The first thing I ever wrote for the Texas Observer, where Molly worked early in her career as co-editor, was a brief tribute to what Molly’s work had meant to me as a college student learning to do journalism:
Molly’s writing, mostly about people I only vaguely recognized from skimming the front page of the Star-Telegram at my folks’ house in Mansfield, was miserably funny and yet somehow generous and good-willed and accessible and righteous in this way that surpassed snark and just soared off the page.
I couldn’t put her down. My journalism and writing professors at NYU had been shoving Hunter S. Thompson and John McPhee and Tom Wolfe at me. Molly was a revelation. I didn’t know women could write like Molly wrote. I didn’t know anybody could write like Molly wrote.
Do you know Molly Ivins? Maybe not.
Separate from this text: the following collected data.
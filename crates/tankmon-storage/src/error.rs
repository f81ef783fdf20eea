/// Errors raised while mapping stored rows back into domain types.
///
/// Store methods return `anyhow::Result`; these variants give corrupt-row
/// failures a stable shape inside that envelope.
#[derive(Debug, thiserror::Error)]
pub enum StorageError {
    /// A column held a value that no longer parses into its domain enum
    /// (e.g. an unknown metric name written by a newer schema).
    #[error("Storage: corrupt {entity} row: column '{column}' holds {value:?}")]
    Corrupt {
        entity: &'static str,
        column: &'static str,
        value: String,
    },

    /// JSON (de)serialization failure, e.g. the channels column.
    #[error("Storage: JSON error: {0}")]
    Json(#[from] serde_json::Error),
}
//! Alert evaluation engine.
//!
//! One [`engine::AlertEvaluator::evaluate`] pass runs per freshly persisted
//! measurement: it selects the active rules scoped to that measurement,
//! applies threshold, duration-hold and cooldown checks, persists a
//! [`tankmon_common::types::Notification`] for every firing, and hands each
//! one to the fan-out hub and any configured webhook.

pub mod engine;


pub use engine::AlertEvaluator;
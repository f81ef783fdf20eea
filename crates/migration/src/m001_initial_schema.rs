use sea_orm_migration::prelude::*;

pub struct Migration;

impl MigrationName for Migration {
    fn name(&self) -> &str {
        "m001_initial_schema"
    }
}

#[async_trait::async_trait]
impl MigrationTrait for Migration {
    async fn up(&self, manager: &SchemaManager) -> Result<(), DbErr> {
        manager.get_connection().execute_unprepared(UP_SQL).await?;
        Ok(())
    }

    async fn down(&self, manager: &SchemaManager) -> Result<(), DbErr> {
        manager
            .get_connection()
            .execute_unprepared(DOWN_SQL)
            .await?;
        Ok(())
    }
}

const UP_SQL: &str = "
CREATE TABLE IF NOT EXISTS measurements (
    id TEXT PRIMARY KEY NOT NULL,
    container_id TEXT NOT NULL,
    container_name TEXT NOT NULL,
    temperature REAL NOT NULL,
    ph REAL NOT NULL,
    weight REAL NOT NULL,
    volume REAL NOT NULL,
    density REAL,
    quality_score REAL,
    timestamp TEXT NOT NULL
);
CREATE INDEX IF NOT EXISTS idx_measurements_container_ts ON measurements(container_id, timestamp DESC);
CREATE INDEX IF NOT EXISTS idx_measurements_ts ON measurements(timestamp DESC);

CREATE TABLE IF NOT EXISTS alert_rules (
    id TEXT PRIMARY KEY NOT NULL,
    name TEXT NOT NULL,
    container_id TEXT,
    metric TEXT NOT NULL,
    operator TEXT NOT NULL,
    threshold REAL NOT NULL,
    duration_secs INTEGER NOT NULL DEFAULT 0,
    cooldown_secs INTEGER NOT NULL DEFAULT 300,
    status TEXT NOT NULL DEFAULT 'active',
    last_triggered_at TEXT,
    channels TEXT NOT NULL DEFAULT '[\"inapp\"]',
    webhook_url TEXT,
    created_at TEXT NOT NULL,
    updated_at TEXT NOT NULL
);
CREATE INDEX IF NOT EXISTS idx_alert_rules_scope ON alert_rules(status, metric, container_id);

CREATE TABLE IF NOT EXISTS notifications (
    id TEXT PRIMARY KEY NOT NULL,
    alert_id TEXT NOT NULL,
    container_id TEXT,
    metric TEXT NOT NULL,
    value REAL NOT NULL,
    operator TEXT NOT NULL,
    threshold REAL NOT NULL,
    message TEXT NOT NULL,
    at TEXT NOT NULL
);
CREATE INDEX IF NOT EXISTS idx_notifications_alert_at ON notifications(alert_id, at DESC);
CREATE INDEX IF NOT EXISTS idx_notifications_container_at ON notifications(container_id, at DESC);
";

const DOWN_SQL: &str = "
DROP TABLE IF EXISTS notifications;
DROP TABLE IF EXISTS alert_rules;
DROP TABLE IF EXISTS measurements;
";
Too few people do; this is perhaps the consequence of her being very fucking good at writing about political moments and the people who influence them -- the jokes kill, but while a few are timeless, many also die like snarky mayflies feeding off of fleeting front pages. It is also, heartbreakingly, the consequence of a talent lost too soon. Molly died in January 2007 at age 62; when she passed I was 23, just beginning my career, and hadn’t yet been radicalized into anything close to the lefty political consciousness I have today.
I wish I had better understood her legacy and perspective when I was a younger writer. Much more than that, I wish that Molly hadn’t been called to her lawn chair in that great back yard in the sky before so many generations of Texas feminists, most notably the unruly mob who would drown out the midnight clock to stave off an unprecedented round of anti-abortion legislation, had the opportunity to draw strength from the power and promise of her wit. This dipshit world is made all the worse for the fact that Molly Ivins never got to drag Dan Patrick; what a joy it would have been to see that humorless fuck flail at the mercy of her pen.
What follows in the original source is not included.